Plaintiff responded to Interrogatory No. 2, including all subparts, in a total of three sentences. Id. at 12. From that response, the court construes Plaintiff's statement that the named law firms "provided various legal services at various times to various parties" to be Plaintiff's intended response to 2(b). Id. Plaintiff concludes by stating that he cannot locate the invoices for the various law firms. Id. Defendants contend Plaintiff must supplement his response to better describe the legal work performed. Defs.' Mem. [DE-116] at 7. In his response, Plaintiff appears to once again assert that he is relieved from providing a more detailed response because "Defendants have all of the original documents for the Innsbrook project." Pl.'s Resp. Mem. [DE-125] at 7.

Plaintiff states he cannot locate the invoices from the law firms and it does not appear from the parties' statements that Defendants are in possession of the invoices. While appealing at first glance, the fact that Plaintiff does not have invoices presently before him does not relieve himself of the duty to respond more thoroughly. See Nat 7 Fire Ins. Co. of Hartford v. Jose Trucking Corp., 264 F.R.D. 233, 238 (W.D.N.C. 2010) ("If the answering party lacks necessary information to make a full, fair and specific answer to an interrogatory, it should so state under oath and should set forth in detail the efforts made to obtain the information.") (citations omitted). Plaintiff has not shown that he does not have or cannot obtain the requested information. Plaintiff has superior knowledge of the requested information and he cannot "ignore information immediately available to him or under his control" which may be responsive to the interrogatory. See id. (noting that the answering party cannot avoid giving an answer to an interrogatory by an allegation of ignorance if the party can obtain the information from sources under its control) (citing N.L.R.B. v. Rockwell-Standard Corp., Transmission & Axle Div., Forge Div., 410 F.2d 953 (6th Cir. 1969)). Here, Plaintiff's conclusory statement that the listed law firms performed "various legal services" is evasive and incomplete and Plaintiff has not demonstrated that he is unable to obtain the information despite efforts he has made to do so. Accordingly, Defendants' motion is granted as to Interrogatory No. 2(b) and as directed below Plaintiff must supplement his response to include all responsive information within 21 days after entry of this order.

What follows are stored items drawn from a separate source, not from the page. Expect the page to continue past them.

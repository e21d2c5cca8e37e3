//! Configuration loading and validation.
//!
//! Precedence is env > `config.toml` > defaults. Every section is optional;
//! a missing config file yields the defaults.

use std::path::{Path, PathBuf};

use anyhow::{Context, Result};
use serde::Deserialize;

/// Top-level configuration.
#[derive(Debug, Clone, Default, Deserialize)]
#[serde(default)]
pub struct Config {
    /// Intent confidence thresholds.
    pub classifier: ClassifierConfig,
    /// Mail-vs-ads tuning.
    pub mail_ads: MailAdsConfig,
    /// Thread context tuning.
    pub thread: ThreadConfig,
    /// Pattern library location.
    pub patterns: PatternsConfig,
    /// Action registry location.
    pub actions: ActionsConfig,
    /// External intent service.
    pub service: ServiceConfig,
    /// Pipeline-level limits.
    pub pipeline: PipelineConfig,
    /// Log output.
    pub logging: LoggingConfig,
}

impl Config {
    /// Load config from `explicit`, else `$MAILSIFT_CONFIG_PATH`, else
    /// `<config_dir>/config.toml`, then apply env overrides.
    ///
    /// # Errors
    ///
    /// Returns an error if a config file exists but cannot be read or
    /// parsed, or if the result fails [`Config::validate`].
    pub fn load(explicit: Option<&Path>) -> Result<Self> {
        let path = match explicit {
            Some(p) => p.to_path_buf(),
            None => Self::config_path(|key| std::env::var(key).ok())?,
        };
        let mut config = match std::fs::read_to_string(&path) {
            Ok(contents) => {
                tracing::info!(path = %path.display(), "loading config from file");
                Self::from_toml(&contents)
                    .with_context(|| format!("failed to parse config at {}", path.display()))?
            }
            Err(e) if e.kind() == std::io::ErrorKind::NotFound && explicit.is_none() => {
                tracing::debug!(path = %path.display(), "no config file, using defaults");
                Self::default()
            }
            Err(e) => {
                return Err(e)
                    .with_context(|| format!("failed to read config at {}", path.display()))
            }
        };
        config.apply_overrides(|key| std::env::var(key).ok());
        config.validate()?;
        Ok(config)
    }

    /// Parse a TOML string into config.
    ///
    /// # Errors
    ///
    /// Returns an error on invalid TOML or unknown value types.
    pub fn from_toml(toml_str: &str) -> Result<Self> {
        let config: Config = toml::from_str(toml_str).context("failed to parse config TOML")?;
        Ok(config)
    }

    fn config_path(env: impl Fn(&str) -> Option<String>) -> Result<PathBuf> {
        if let Some(p) = env("MAILSIFT_CONFIG_PATH") {
            return Ok(PathBuf::from(p));
        }
        Ok(config_dir()?.join("config.toml"))
    }

    /// Apply environment variable overrides (env > config > defaults).
    ///
    /// Takes a resolver function so tests need not touch the process env.
    pub fn apply_overrides(&mut self, env: impl Fn(&str) -> Option<String>) {
        if let Some(v) = env("MAILSIFT_PATTERNS_PATH") {
            self.patterns.path = Some(PathBuf::from(v));
        }
        if let Some(v) = env("MAILSIFT_ACTIONS_PATH") {
            self.actions.registry_path = Some(PathBuf::from(v));
        }
        if let Some(v) = env("MAILSIFT_SERVICE_URL") {
            self.service.url = Some(v);
        }
        if let Some(v) = env("MAILSIFT_SERVICE_TIMEOUT_MS") {
            match v.parse() {
                Ok(n) => self.service.timeout_ms = n,
                Err(_) => tracing::warn!(
                    var = "MAILSIFT_SERVICE_TIMEOUT_MS",
                    value = %v,
                    "ignoring invalid env override"
                ),
            }
        }
        if let Some(v) = env("MAILSIFT_PROMO_THRESHOLD") {
            match v.parse() {
                Ok(n) => self.mail_ads.promo_threshold = n,
                Err(_) => tracing::warn!(
                    var = "MAILSIFT_PROMO_THRESHOLD",
                    value = %v,
                    "ignoring invalid env override"
                ),
            }
        }
        if let Some(v) = env("MAILSIFT_MIN_CONFIDENCE") {
            match v.parse() {
                Ok(n) => self.classifier.minimum_confidence = n,
                Err(_) => tracing::warn!(
                    var = "MAILSIFT_MIN_CONFIDENCE",
                    value = %v,
                    "ignoring invalid env override"
                ),
            }
        }
        if let Some(v) = env("MAILSIFT_LOG_LEVEL") {
            self.logging.level = v;
        }
    }

    /// Reject thresholds outside `[0, 1]`, inverted threshold pairs and
    /// zero counts or timeouts.
    ///
    /// # Errors
    ///
    /// Returns an error describing the first invalid value.
    pub fn validate(&self) -> Result<()> {
        let c = &self.classifier;
        for (name, value) in [
            ("classifier.minimum_confidence", c.minimum_confidence),
            ("classifier.high_confidence", c.high_confidence),
        ] {
            if !(0.0..=1.0).contains(&value) {
                anyhow::bail!("{name} must be within [0, 1], got {value}");
            }
        }
        if c.minimum_confidence > c.high_confidence {
            anyhow::bail!(
                "classifier.minimum_confidence ({}) exceeds high_confidence ({})",
                c.minimum_confidence,
                c.high_confidence
            );
        }
        if c.top_n == 0 {
            anyhow::bail!("classifier.top_n must be at least 1");
        }
        if self.mail_ads.promo_threshold == 0 {
            anyhow::bail!("mail_ads.promo_threshold must be at least 1");
        }
        if self.thread.keyword_overlap_cap == 0 {
            anyhow::bail!("thread.keyword_overlap_cap must be at least 1");
        }
        if self.service.timeout_ms == 0 {
            anyhow::bail!("service.timeout_ms must be positive");
        }
        Ok(())
    }
}

// ── Sections ────────────────────────────────────────────────────

/// Intent confidence thresholds.
#[derive(Debug, Clone, Deserialize)]
#[serde(default)]
pub struct ClassifierConfig {
    /// Confidence an intent needs before it is acted on.
    pub minimum_confidence: f64,
    /// Confidence considered high.
    pub high_confidence: f64,
    /// Number of ranked intents reported.
    pub top_n: usize,
}

impl Default for ClassifierConfig {
    fn default() -> Self {
        Self {
            minimum_confidence: 0.30,
            high_confidence: 0.85,
            top_n: 3,
        }
    }
}

/// Mail-vs-ads tuning.
#[derive(Debug, Clone, Deserialize)]
#[serde(default)]
pub struct MailAdsConfig {
    /// Distinct promo keywords needed for the promo signal.
    pub promo_threshold: usize,
}

impl Default for MailAdsConfig {
    fn default() -> Self {
        Self { promo_threshold: 2 }
    }
}

/// Thread context tuning.
#[derive(Debug, Clone, Deserialize)]
#[serde(default)]
pub struct ThreadConfig {
    /// Unresolved questions kept; the latest ones win.
    pub max_unresolved_questions: usize,
    /// Shortest question text considered.
    pub min_question_chars: usize,
    /// Cap on keyword overlap needed to resolve a question.
    pub keyword_overlap_cap: usize,
}

impl Default for ThreadConfig {
    fn default() -> Self {
        Self {
            max_unresolved_questions: 3,
            min_question_chars: 10,
            keyword_overlap_cap: 3,
        }
    }
}

/// Pattern library location.
#[derive(Debug, Clone, Default, Deserialize)]
#[serde(default)]
pub struct PatternsConfig {
    /// Library file; the built-in library when unset.
    pub path: Option<PathBuf>,
    /// Reload the file when it changes.
    pub watch: bool,
}

/// Action registry location.
#[derive(Debug, Clone, Default, Deserialize)]
#[serde(default)]
pub struct ActionsConfig {
    /// Registry file; the built-in registry when unset.
    pub registry_path: Option<PathBuf>,
}

/// External intent service.
#[derive(Debug, Clone, Deserialize)]
#[serde(default)]
pub struct ServiceConfig {
    /// Service endpoint; rule-based only when unset.
    pub url: Option<String>,
    /// Request timeout.
    pub timeout_ms: u64,
}

impl Default for ServiceConfig {
    fn default() -> Self {
        Self {
            url: None,
            timeout_ms: 2000,
        }
    }
}

/// Pipeline-level limits.
#[derive(Debug, Clone, Default, Deserialize)]
#[serde(default)]
pub struct PipelineConfig {
    /// Whole-run timeout; none when unset.
    pub timeout_ms: Option<u64>,
}

/// Log output.
#[derive(Debug, Clone, Deserialize)]
#[serde(default)]
pub struct LoggingConfig {
    /// Default filter when `RUST_LOG` is unset.
    pub level: String,
    /// Directory for rotated JSON logs; console only when unset.
    pub dir: Option<PathBuf>,
}

impl Default for LoggingConfig {
    fn default() -> Self {
        Self {
            level: "info".to_owned(),
            dir: None,
        }
    }
}

/// Resolve the default config directory (`~/.mailsift/`).
///
/// # Errors
///
/// Returns an error if the home directory cannot be determined.
pub fn config_dir() -> Result<PathBuf> {
    let home = directories::BaseDirs::new()
        .ok_or_else(|| anyhow::anyhow!("cannot determine home directory"))?;
    Ok(home.home_dir().join(".mailsift"))
}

iv. Richard Rieder's Interrogatories

Defendants' motion requests that Plaintiff be required to provide a more complete answer to Richard Rieder's Interrogatories Nos. 1 and 4. Defs.' Mot. at 10. Defendants' status report indicates that the parties have resolved Interrogatory No. 1 and the court hereby denies as moot the portions of the motion relating to this discovery request. [DE-134] at 7. Only Interrogatory No. 4 now necessitates this court's review. Id. Plaintiff responded to this interrogatory on August 6, 2013. [DE-115] Ex. 9. at 17-18.

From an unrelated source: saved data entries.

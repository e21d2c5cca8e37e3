//! Intent-to-action binding and registry validation.

use mailsift::patterns::{ActionRuleDef, CompiledLibrary, PatternLibrary};
use mailsift::rules::{RulesEngine, StaticActionRegistry};

fn library() -> CompiledLibrary {
    match CompiledLibrary::builtin() {
        Ok(library) => library,
        Err(err) => panic!("built-in library should compile: {err}"),
    }
}

fn registry() -> StaticActionRegistry {
    match StaticActionRegistry::builtin() {
        Ok(registry) => registry,
        Err(err) => panic!("built-in registry should parse: {err}"),
    }
}

fn action(id: &str, endpoint: &str, is_primary: bool, priority: u32) -> ActionRuleDef {
    ActionRuleDef {
        action_id: id.to_owned(),
        display_name: id.to_owned(),
        endpoint: endpoint.to_owned(),
        is_primary,
        priority,
    }
}

#[test]
fn payment_rule_yields_primary_first_and_all_validated() {
    let library = library();
    let registry = registry();
    let outcome = RulesEngine::new(&library, &registry).evaluate(Some("finance.payment"), &[]);

    assert!(outcome.matched_rule);
    assert!(!outcome.degraded);
    let ids: Vec<&str> = outcome
        .suggested_actions
        .iter()
        .map(|a| a.action_id.as_str())
        .collect();
    assert_eq!(ids, vec!["pay_invoice", "add_reminder"]);
    assert!(outcome.action_validation.iter().all(|v| v.endpoint_exists));
    assert_eq!(outcome.actionable().len(), 2);
    assert_eq!(
        outcome.primary_action().map(|a| a.action_id.as_str()),
        Some("pay_invoice")
    );
}

#[test]
fn primary_actions_sort_before_lower_priority_numbers() {
    let mut raw = match PatternLibrary::builtin() {
        Ok(raw) => raw,
        Err(err) => panic!("built-in library should parse: {err}"),
    };
    let Some(rule) = raw.rules.iter_mut().find(|r| r.intent == "calendar.event") else {
        panic!("calendar rule should exist");
    };
    rule.actions = vec![
        action("rsvp", "/actions/calendar/rsvp", false, 1),
        action("add_reminder", "/actions/reminders", false, 3),
        action("add_to_calendar", "/actions/calendar/add", true, 5),
    ];
    let library = match raw.compile() {
        Ok(library) => library,
        Err(err) => panic!("modified library should compile: {err}"),
    };
    let registry = registry();
    let outcome = RulesEngine::new(&library, &registry).evaluate(Some("calendar.event"), &[]);
    let ids: Vec<&str> = outcome
        .suggested_actions
        .iter()
        .map(|a| a.action_id.as_str())
        .collect();
    assert_eq!(ids, vec!["add_to_calendar", "rsvp", "add_reminder"]);
}

#[test]
fn unregistered_action_is_kept_but_not_actionable() {
    let library = library();
    let registry = registry();
    let outcome =
        RulesEngine::new(&library, &registry).evaluate(Some("healthcare.appointment"), &[]);

    assert_eq!(outcome.suggested_actions.len(), 2);
    let confirm = outcome
        .action_validation
        .iter()
        .find(|v| v.action.action_id == "confirm_appointment");
    assert_eq!(confirm.map(|v| v.endpoint_exists), Some(false));

    let actionable: Vec<&str> = outcome
        .actionable()
        .iter()
        .map(|a| a.action_id.as_str())
        .collect();
    assert_eq!(actionable, vec!["add_to_calendar"]);
    assert!(outcome.primary_action().is_none());
    assert!(outcome.reasoning.contains("unregistered: confirm_appointment"));
}

#[test]
fn endpoint_mismatch_fails_validation() {
    let mut raw = match PatternLibrary::builtin() {
        Ok(raw) => raw,
        Err(err) => panic!("built-in library should parse: {err}"),
    };
    let Some(rule) = raw.rules.iter_mut().find(|r| r.intent == "travel.hotel") else {
        panic!("hotel rule should exist");
    };
    rule.actions = vec![action("view_reservation", "/actions/elsewhere", true, 1)];
    let library = match raw.compile() {
        Ok(library) => library,
        Err(err) => panic!("modified library should compile: {err}"),
    };
    let registry = registry();
    let outcome = RulesEngine::new(&library, &registry).evaluate(Some("travel.hotel"), &[]);
    assert!(!outcome.action_validation[0].endpoint_exists);
    assert!(outcome.actionable().is_empty());
}

#[test]
fn registered_display_name_wins() {
    let library = library();
    let registry = registry();
    let outcome = RulesEngine::new(&library, &registry).evaluate(Some("calendar.event"), &[]);
    assert_eq!(outcome.suggested_actions[1].display_name, "RSVP");
}

#[test]
fn missing_entities_degrade_without_suppressing() {
    let library = library();
    let registry = registry();
    let missing = vec!["amount".to_owned()];
    let outcome =
        RulesEngine::new(&library, &registry).evaluate(Some("finance.payment"), &missing);
    assert!(outcome.degraded);
    assert!(!outcome.suppressed);
    assert_eq!(outcome.missing_required_entities, missing);
    assert_eq!(outcome.actionable().len(), 2);
    assert!(outcome.reasoning.contains("missing amount"));
}

#[test]
fn permission_form_without_deadline_suppresses_actions() {
    let library = library();
    let registry = registry();
    let missing = vec!["deadline".to_owned()];
    let outcome = RulesEngine::new(&library, &registry)
        .evaluate(Some("education.permission.form"), &missing);
    assert!(outcome.matched_rule);
    assert!(outcome.degraded);
    assert!(outcome.suppressed);
    assert_eq!(outcome.suggested_actions.len(), 2);
    assert!(outcome.actionable().is_empty());
    assert!(outcome.primary_action().is_none());
}

#[test]
fn permission_form_with_deadline_offers_sign_form() {
    let library = library();
    let registry = registry();
    let outcome =
        RulesEngine::new(&library, &registry).evaluate(Some("education.permission.form"), &[]);
    assert!(!outcome.suppressed);
    assert_eq!(
        outcome.primary_action().map(|a| a.action_id.as_str()),
        Some("sign_form")
    );
}

#[test]
fn no_accepted_intent_matches_no_rule() {
    let library = library();
    let registry = registry();
    let outcome = RulesEngine::new(&library, &registry).evaluate(None, &[]);
    assert!(!outcome.matched_rule);
    assert!(outcome.suggested_actions.is_empty());
    assert_eq!(outcome.reasoning, "no intent met minimum confidence");
}

#[test]
fn intent_without_rule_is_unmatched() {
    let library = library();
    let registry = registry();
    let outcome = RulesEngine::new(&library, &registry).evaluate(Some("finance.tax"), &[]);
    assert!(!outcome.matched_rule);
    assert!(!outcome.degraded);
    assert_eq!(outcome.reasoning, "no rule for intent finance.tax");
}

#[test]
fn validation_serializes_flattened() {
    let library = library();
    let registry = registry();
    let outcome = RulesEngine::new(&library, &registry).evaluate(Some("travel.hotel"), &[]);
    let value = match serde_json::to_value(&outcome) {
        Ok(value) => value,
        Err(err) => panic!("outcome should serialize: {err}"),
    };
    let first = &value["actionValidation"][0];
    assert_eq!(first["actionId"], serde_json::json!("view_reservation"));
    assert_eq!(first["endpointExists"], serde_json::json!(true));
    assert_eq!(value["matchedRule"], serde_json::json!(true));
}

Defendants' status report misstates what is requested by Richard Rieder's Interrogatory No. 1, however, the court relies on Defendants' assertion that issues concerning this interrogatory have been resolved. [DE-134] at 7.

Interrogatory No. 4 states: Identify all of Your employees, employees of Your Law Firm, and any employees of any Termination Party during the Relevant Time Period. In making Your response, provide:

a. The full name and address (or, if the current address is not known, the last known address) of the person and his/her telephone number and such other information sufficient to provide full identification of the person;
b. The person's present (or, if the present is not known, the last known) employer, position and their employer, position or positions at the time of their employment, if any; and
c. Describe each employee's duties and responsibilities with respect to any work performed for the parties to the Termination Agreement.
[DE-115] Ex. 6 at 7.

Plaintiff responded to Interrogatory No. 4 by providing a list of names for his law firm employees, Rial's employees, and Innsbrook employees. Id. at 17-21. Plaintiff's response did not include any address information for the listed individuals or a description of employee duties and responsibilities. Id. Defendants contend in their status report that several of Plaintiff's law firm employees have been deposed and that their deposition testimony demonstrates the inadequacy of Plaintiff's response. For example, Judy Lassiter provided additional names of employees at Plaintiff's law firm not identified in Plaintiff's response to Interrogatory No. 4, Lassiter Dep. [DE-131-5] Ex. E, 30:17-31:25, and Cheryl Piper indicated that she had addresses for several of the employees listed by Plaintiff, Piper Dep. [DE-134-3] Ex. 3, 62:25-64:12. As such, Plaintiff omitted responsive information and failed to seek out information not within his own knowledge yet immediately available to him from other individuals such as his own employees. See Nat 7 Fire Ins. Co., 264 F.R.D. at 238 ("The answering party cannot limit his answers to matters within his own knowledge and ignore information immediately available to him or under his control.") (quoting Miller v. Doctor's Gen. Hosp., 76 F.R.D. 136, 140 (W.D. Okla. 1977)). Accordingly, Defendants' motion is granted as to Interrogatory No. 4 and as directed below Plaintiff must supplement his response to include all responsive information within 21 days after entry of this order.

v. Rial's Interrogatories

Defendants' motion requests that Plaintiff be required to provide a more complete answer to Innsbrook's Interrogatory No. 1(a), (g), (i)-(j). Defs.' Mot. at 7-8. Defendants' status report indicates that the parties have resolved their dispute as to No. 1(a) and (i)-(j) and the court hereby denies as moot the portions of the motion relating to these discovery requests. [DE-134] at 8-9. Only Interrogatory No. 1(g) still necessitates this court's review. Id. Plaintiff responded to this interrogatory on August 6, 2013. [DE-115] Ex. 9.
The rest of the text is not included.